Tuesday, February 03, 2009

A neural-net Hall of Fame prediction method

"Predicting Baseball Hall of Fame Membership using a Radial Basis Function Network," by Lloyd Smith and James Downey

This JQAS article, from the most recent issue, is a new system to empirically predict who is and who is not in the Hall of Fame. But it's not a series of formulas -- it's an algorithm called a "radial basis function network," which is a type of neural net. I don't know much about this kind of thing, but it's called a "machine learning approach" because the algorithm figures out the algorithm, as it were.

The advantage, it seems to me, is that you don't have to figure out an algorithm yourself. But the disadvantage is that you have no idea what the "real" qualifications for the HOF are -- the neural net spits out a probability for each player, but you have no idea were that came from. As the authors note,

"A disadvantage of the approach described here is that the neural network model is opaque -- it is impossible to understand, with any degree of confidence, why the model fails to classify a player such as Lou Brock as a Hall of Fame member."

That, perhaps, is an unfortunate choice of example. Obviously, Brock is in the Hall of Fame because of his stolen bases. But the authors didn't feed steals into the model. Indeed, the words "stolen base" don't appear anywhere in the paper!

What *does* the model include? For pitchers, it considers: wins, saves, ERA, winning percentage, win shares, and number of times selected to the All Star Game. And it seems to do a reasonable job distinguishing HOFers from non. For pitchers retiring between 1950 and 2002, it makes only six errors -- it mistakenly calls Billy Pierce, Lee Smith, and John Wetteland Hall of Famers; but omits Fergie Jenkins, Hoyt Wilhelm, and Dennis Eckersley.

For hitters, the model includes: hits, HR, OPS, WS, and again All-Star selections. This time the algorithm misidentifies 13 players (Rice was listed as an error, but now is not). The incorrect selections are: McGwire, Dawson, Garvey, Baines, Santo, and Parker. The incorrect omissions are Brock, Appling, Yount, Kiner, Boudreau, Campanella, and Jackie Robinson.

Many of the errors are understandable; McGwire, Campanella, and Robinson, for instance, whose status is heavily influenced by factors other than their statistics.
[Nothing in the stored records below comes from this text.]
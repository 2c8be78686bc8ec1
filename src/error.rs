use thiserror::Error;

use crate::hand::TrackedPoint;

#[derive(Error, Debug)]
pub enum Error {
    /// The detector reported a hand but one of the tracked roles was not in the result set.
    #[error("hand reported without tracked landmark {0:?}")]
    MissingLandmark(TrackedPoint),

    #[error("pointer sink failed: {0}")]
    SinkFailure(String),

    #[error("hand detector unavailable: {0}")]
    DetectorUnavailable(String),

    #[error("configuration error: {0}")]
    Config(String),

    #[error("io error: {0}")]
    Io(#[from] std::io::Error),

    #[error("yaml error: {0}")]
    Yaml(#[from] serde_yaml::Error),

    #[error("replay record {line}: {source}")]
    Replay {
        line: usize,
        #[source]
        source: serde_json::Error,
    },
}

pub type Result<T> = std::result::Result<T, Error>;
But a couple of the mistakes arise from the choice of data; Brock, of course, but also Robin Yount, who winds up misclassified because he had only three all-star selections -- by far the lowest of any HOFer in the 1950-2002 era. (The next lowest was 6, by Willie McCovey and Billy Williams. And all of the missing HOFers that the model failed to predict had on the list had 8 or fewer.)

The authors defend the use of All-Star selections on the basis that it's a proxy for position played; that's somewhat reasonable, and I guess that's why it somewhat works.

Anyway: is this method better than others, most notably Bill James' algorithms? Strangely, although the authors cite both of James' methods, they don't compare them to their own. My guess is that Bill's methods are probably at least as accurate as the ones in this paper. And Bill's have the advantage that we actually learn something from them -- they help us figure out what it takes to get into the Hall of Fame. The method in this paper, while perhaps being objective, accurate, and complex, doesn't tell us anything except its predictions, and so we don't learn very much about baseball from it.

P.S. The paper assumes that all sabermetrics comes from SABR. This is, of course, not true.

Labels: ,


At Wednesday, February 04, 2009 9:01:00 AM, Anonymous Anonymous said...

My first thought is it should look at 3000 hits as an automatic selection (gamblers and roid users excepted). That would put Yount and Brock inside.

At Thursday, February 05, 2009 4:39:00 PM, Blogger Ted said...

Phil, I disagree with your perspective in the last paragraph.

What this paper shows is that it is not that hard to come up with a set of criteria that does a good job of distinguishing HOFers from non-HOFers. I've seen several variations on this idea. I saw a paper at a conference last year -- if really pressed, I could probably go and look up the authors -- which did a similar exercise as this paper, except they used a method which essentially generated a "flowchart" for determining HOF status.

The relative success of machine learning at solving the HOF classification problem does tell us something about baseball: it tells us that you don't have to know anything about baseball to figure out a good rough cut at standards for HOF election. This tells me something that, to me, is rather deep: when you look at the misclassifications, you can see where special-case considerations came into play with Campy, or Mac, or P*** R***, or whoever.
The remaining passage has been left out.